E’ molto importante percepirsi attivi nel fronteggiare situazioni di stress, ecco perché un momento essenziale in psicoterapia è comprendere il processo tramite il quale una persona cerca di far fronte alle situazioni percepite minacciose definito coping (da to cope=far fronte a...):
Il coping è l'insieme degli sforzi comportamentali e cognitivi, volti alla gestione di specifiche richieste esterne e/o interne, valutate come situazioni che mettono alla prova o che in ogni caso eccedono le richieste di una persona, questi sforzi sono finalizzati a ridurre, minimizzare, padroneggiare, sopportare tali richieste (definizione degli autori Lazarus e Folkman, 1984).

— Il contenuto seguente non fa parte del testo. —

#[cfg(test)]
mod tests {
    use super::*;
    use serde_json::json;

    fn squad_doc(squad: Value) -> Value {
        json!({
            "title": "T",
            "background": "map.png",
            "teams": [{ "color": "red", "right_move": 1, "squads": [squad] }]
        })
    }

    fn only_squad(scenario: &Scenario) -> &Squad {
        &scenario.teams()[0].squads()[0]
    }

    #[test]
    fn minimal_document_decodes_with_defaults() {
        let scenario = decode(&json!({ "title": "T", "background": "map.png" })).expect("decode");
        assert_eq!(scenario.title(), "T");
        assert_eq!(scenario.background(), "map.png");
        assert_eq!(scenario.created_by(), None);
        assert_eq!(scenario.date(), None);
        assert!(scenario.teams().is_empty());
        assert_eq!(scenario.drawing_data(), None);
        assert!(scenario.logos().is_empty());
        assert!(scenario.annotations().is_empty());
    }

    #[test]
    fn missing_background_is_schema_error() {
        let err = decode(&json!({ "title": "T", "teams": [] })).expect_err("must fail");
        assert_eq!(err, SchemaError::missing("background"));
    }

    #[test]
    fn missing_title_is_schema_error() {
        let err = decode(&json!({ "background": "map.png" })).expect_err("must fail");
        assert_eq!(err, SchemaError::missing("title"));
    }

    #[test]
    fn non_object_root_is_schema_error() {
        let err = decode(&json!([1, 2])).expect_err("must fail");
        assert_eq!(err, SchemaError::wrong_shape("$", "an object"));
    }

    #[test]
    fn teams_must_be_an_array() {
        let doc = json!({ "title": "T", "background": "map.png", "teams": { "color": "red" } });
        assert_eq!(
            decode(&doc).expect_err("must fail"),
            SchemaError::wrong_shape("teams", "an array")
        );
    }

    #[test]
    fn gap_stops_the_path() {
        let doc = squad_doc(json!({
            "move_1": { "x": 1, "y": 2 },
            "move_3": { "x": 5, "y": 6 }
        }));
        let decoded = Decoder::default().decode_with_report(&doc).expect("decode");
        let squad = only_squad(&decoded.scenario);
        assert_eq!(squad.move_points(), [MovePoint::new(1.0, 2.0)]);
        assert_eq!(
            decoded.warnings,
            vec![DecodeWarning::TruncatedPath {
                squad: "teams[0].squads[0]".to_string(),
                kept: 1,
                ignored: vec![3],
            }]
        );
    }

    #[test]
    fn skip_policy_reads_past_gaps() {
        let doc = squad_doc(json!({
            "move_1": { "x": 1, "y": 2 },
            "move_3": { "x": 5, "y": 6 }
        }));
        let decoder = Decoder::new(DecodeOptions::new().with_gap_policy(GapPolicy::SkipMissing));
        let decoded = decoder.decode_with_report(&doc).expect("decode");
        assert_eq!(
            only_squad(&decoded.scenario).move_points(),
            [MovePoint::new(1.0, 2.0), MovePoint::new(5.0, 6.0)]
        );
        assert!(decoded.warnings.is_empty());
    }

    #[test]
    fn probe_limit_is_reported() {
        let mut squad = Map::new();
        for position in 1..=12 {
            squad.insert(wire::move_key(position), json!({ "x": position, "y": 0 }));
        }
        let doc = squad_doc(Value::Object(squad));
        let decoder = Decoder::new(DecodeOptions::new().with_max_move_points(10));
        let decoded = decoder.decode_with_report(&doc).expect("decode");

        assert_eq!(only_squad(&decoded.scenario).move_points().len(), 10);
        assert!(matches!(
            &decoded.warnings[..],
            [DecodeWarning::ProbeLimitReached { limit: 10, ignored, .. }] if ignored == &vec![11, 12]
        ));
    }

    #[test]
    fn default_bound_reads_long_paths() {
        let mut squad = Map::new();
        for position in 1..=300 {
            squad.insert(wire::move_key(position), json!({ "x": position, "y": 0 }));
        }
        let decoded = Decoder::default()
            .decode_with_report(&squad_doc(Value::Object(squad)))
            .expect("decode");

        let points = only_squad(&decoded.scenario).move_points();
        assert_eq!(points.len(), 300);
        assert_eq!(points[299], MovePoint::new(300.0, 0.0));
        assert!(decoded.warnings.is_empty());
    }

    #[test]
    fn huge_bound_only_visits_present_keys() {
        let doc = squad_doc(json!({ "move_1": { "x": 1, "y": 2 }, "move_9000": { "x": 3, "y": 4 } }));
        for policy in [GapPolicy::SkipMissing, GapPolicy::StopAtFirstGap] {
            let decoder = Decoder::new(
                DecodeOptions::new()
                    .with_gap_policy(policy)
                    .with_max_move_points(usize::MAX),
            );
            let decoded = decoder.decode_with_report(&doc).expect("decode");
            let expected = match policy {
                GapPolicy::SkipMissing => 2,
                GapPolicy::StopAtFirstGap => 1,
            };
            assert_eq!(only_squad(&decoded.scenario).move_points().len(), expected);
        }
    }

    #[test]
    fn skip_policy_drops_positions_past_bound() {
        let doc = squad_doc(json!({
            "move_2": { "x": 1, "y": 1 },
            "move_10": { "x": 2, "y": 2 },
            "move_40": { "x": 3, "y": 3 }
        }));
        let decoder = Decoder::new(
            DecodeOptions::new()
                .with_gap_policy(GapPolicy::SkipMissing)
                .with_max_move_points(10),
        );
        let decoded = decoder.decode_with_report(&doc).expect("decode");
        assert_eq!(
            only_squad(&decoded.scenario).move_points(),
            [MovePoint::new(1.0, 1.0), MovePoint::new(2.0, 2.0)]
        );
        assert!(matches!(
            &decoded.warnings[..],
            [DecodeWarning::ProbeLimitReached { limit: 10, ignored, .. }] if ignored == &vec![40]
        ));
    }

    #[test]
    fn probe_bound_is_never_below_legacy_limit() {
        let options = DecodeOptions::new().with_max_move_points(3);
        assert_eq!(options.max_move_points(), LEGACY_MAX_MOVE_POINTS);
    }

    #[test]
    fn move_point_requires_numeric_coordinates() {
        let doc = squad_doc(json!({ "move_1": { "x": "left", "y": 2 } }));
        assert_eq!(
            decode(&doc).expect_err("must fail"),
            SchemaError::wrong_shape("teams[0].squads[0].move_1.x", "a number")
        );
    }

    #[test]
    fn members_and_marker_icon_are_optional() {
        let doc = squad_doc(json!({
            "move_1": { "x": 1.5, "y": 2.5 },
            "members": ["Alpha 1", "Alpha 2"],
            "marker_icon": "infantry.png"
        }));
        let scenario = decode(&doc).expect("decode");
        let squad = only_squad(&scenario);
        assert_eq!(squad.members(), ["Alpha 1", "Alpha 2"]);
        assert_eq!(squad.marker_icon(), Some("infantry.png"));

        let bare = decode(&squad_doc(json!({}))).expect("decode");
        assert!(only_squad(&bare).members().is_empty());
        assert_eq!(only_squad(&bare).marker_icon(), None);
        assert!(only_squad(&bare).move_points().is_empty());
    }

    #[test]
    fn absent_explanations_are_blank() {
        let doc = json!({
            "title": "T", "background": "map.png",
            "teams": [
                { "color": "red", "right_move": 0 },
                { "color": "blue", "right_move": 1, "explanations": { "wrong_2": "exposed" } }
            ]
        });
        let scenario = decode(&doc).expect("decode");
        assert!(scenario.teams()[0].explanations().is_blank());
        let partial = scenario.teams()[1].explanations();
        assert_eq!(partial.right(), "");
        assert_eq!(partial.wrong_1(), "");
        assert_eq!(partial.wrong_2(), "exposed");
    }

    #[test]
    fn unrecognized_marker_is_kept_verbatim() {
        let doc = json!({
            "title": "T", "background": "map.png",
            "teams": [{ "color": "red", "right_move": 2 }]
        });
        let decoded = Decoder::default().decode_with_report(&doc).expect("decode");
        assert_eq!(decoded.scenario.teams()[0].right_move(), CorrectnessMarker::Other(2));
        assert_eq!(
            decoded.warnings,
            vec![DecodeWarning::UnrecognizedMarker {
                team: "teams[0]".to_string(),
                value: 2,
                normalized: false,
            }]
        );
    }

    #[test]
    fn unrecognized_marker_can_be_normalized() {
        let doc = json!({
            "title": "T", "background": "map.png",
            "teams": [{ "color": "red", "right_move": -4 }]
        });
        let decoder = Decoder::new(DecodeOptions::new().with_normalized_markers(true));
        let scenario = decoder.decode(&doc).expect("decode");
        assert_eq!(scenario.teams()[0].right_move(), CorrectnessMarker::NotCorrect);
    }

    #[test]
    fn whole_float_marker_is_accepted() {
        let doc = json!({
            "title": "T", "background": "map.png",
            "teams": [{ "color": "red", "right_move": 1.0 }]
        });
        assert!(decode(&doc).expect("decode").teams()[0].is_correct());
    }

    #[test]
    fn tolerant_reader_defaults_team_fields() {
        let doc = json!({ "title": "T", "background": "map.png", "teams": [{}] });
        let scenario = decode(&doc).expect("decode");
        assert_eq!(scenario.teams()[0].color(), "");
        assert_eq!(scenario.teams()[0].right_move(), CorrectnessMarker::NotCorrect);
    }

    #[test]
    fn strict_reader_requires_team_fields() {
        let decoder = Decoder::new(DecodeOptions::new().with_strict(true));
        let doc = json!({ "title": "T", "background": "map.png", "teams": [{ "color": "red" }] });
        assert_eq!(
            decoder.decode(&doc).expect_err("must fail"),
            SchemaError::missing("teams[0].right_move")
        );
    }

    #[test]
    fn unknown_fields_are_ignored() {
        let doc = json!({
            "title": "T", "background": "map.png", "version": 3,
            "teams": [{ "color": "red", "right_move": 1, "tint": "#f00",
                        "squads": [{ "move_1": { "x": 0, "y": 0, "z": 9 }, "speed": 4 }] }]
        });
        let scenario = decode(&doc).expect("decode");
        assert_eq!(only_squad(&scenario).move_points().len(), 1);
    }

    #[test]
    fn extension_fields_decode() {
        let doc = json!({
            "title": "T", "background": "map.png",
            "drawing_data": "iVBORw0KGgo=",
            "logos": [{ "filename": "hq.png", "x": 10, "y": 20, "width": 32, "height": 48 }],
            "annotations": [
                { "text": "Hill 203", "x": 5, "y": 6, "color": "black", "font_size": 18 },
                { "text": "Ford", "x": 7, "y": 8 }
            ]
        });
        let scenario = decode(&doc).expect("decode");
        assert_eq!(scenario.drawing_data(), Some("iVBORw0KGgo="));
        assert_eq!(
            scenario.logos(),
            [PlacedLogo::new("hq.png", 10.0, 20.0, 32.0, 48.0)]
        );
        assert_eq!(scenario.annotations()[0].font_size(), 18);
        assert_eq!(scenario.annotations()[1].font_size(), wire::DEFAULT_FONT_SIZE);
        assert_eq!(scenario.annotations()[1].color(), "");
    }

    #[test]
    fn negative_font_size_is_rejected() {
        let doc = json!({
            "title": "T", "background": "map.png",
            "annotations": [{ "text": "x", "x": 0, "y": 0, "font_size": -2 }]
        });
        assert_eq!(
            decode(&doc).expect_err("must fail"),
            SchemaError::wrong_shape("annotations[0].font_size", "a non-negative integer")
        );
    }

    #[test]
    fn gap_policy_parses_from_config_names() {
        assert_eq!("stop".parse::<GapPolicy>(), Ok(GapPolicy::StopAtFirstGap));
        assert_eq!(" Skip ".parse::<GapPolicy>(), Ok(GapPolicy::SkipMissing));
        assert_eq!(
            "both".parse::<GapPolicy>(),
            Err(UnknownGapPolicy("both".to_string()))
        );
    }
}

L’obiettivo del lavoro sullo stress in psicoterapia non è quello di incoraggiare la persona ad elimininarlo, bensì quello di renderla consapevole del suo impatto a livello psicofisico, far emergere e sviluppare competenze, alle quali attingere per incrementare le proprie capacità di tolleranza e resistenza, e far sì che diminuisca l’impatto emozionale ed i costi personali dovuti alle situazioni stressanti. Il processo d’intervento è visto nell’ottica di un graduale addestramento alla crescita del paziente, facendogli acquisire strategie comportamentali e cognitive, divenendo così più abile ad elaborare i cambiamenti e gli ostacoli che fanno parte del ciclo della vita.
Per fronteggiare lo stress propongo una terapia individuale che in linea generale comprenderà le seguenti tecniche:
- Rilassamento psicofisico, in quanto un importante aspetto dello stress si riflette nella tensione fisica e nell’iperattivazione psicofisiologica;
- Strategie cognitive, finalizzate individuare e modificare il dialogo interno che aggrava e mantiene lo stress;
- Strategie di coping, individuare e rendere adattive quelle messe in atto;
- Problem solving, che comprende i seguenti passaggi: identificazione del problema; selezione degli obiettivi; individuazione di alternative; analisi delle conseguenze; presa di decisione; implementazione; valutazione;
- Autodialogo guidato, mirato ad aiutare la persona a costruire autoaffermazioni positive utili a fronteggiare il senso di sopraffazione e ad accrescere la sua percezione di competenza e controllo della situazione.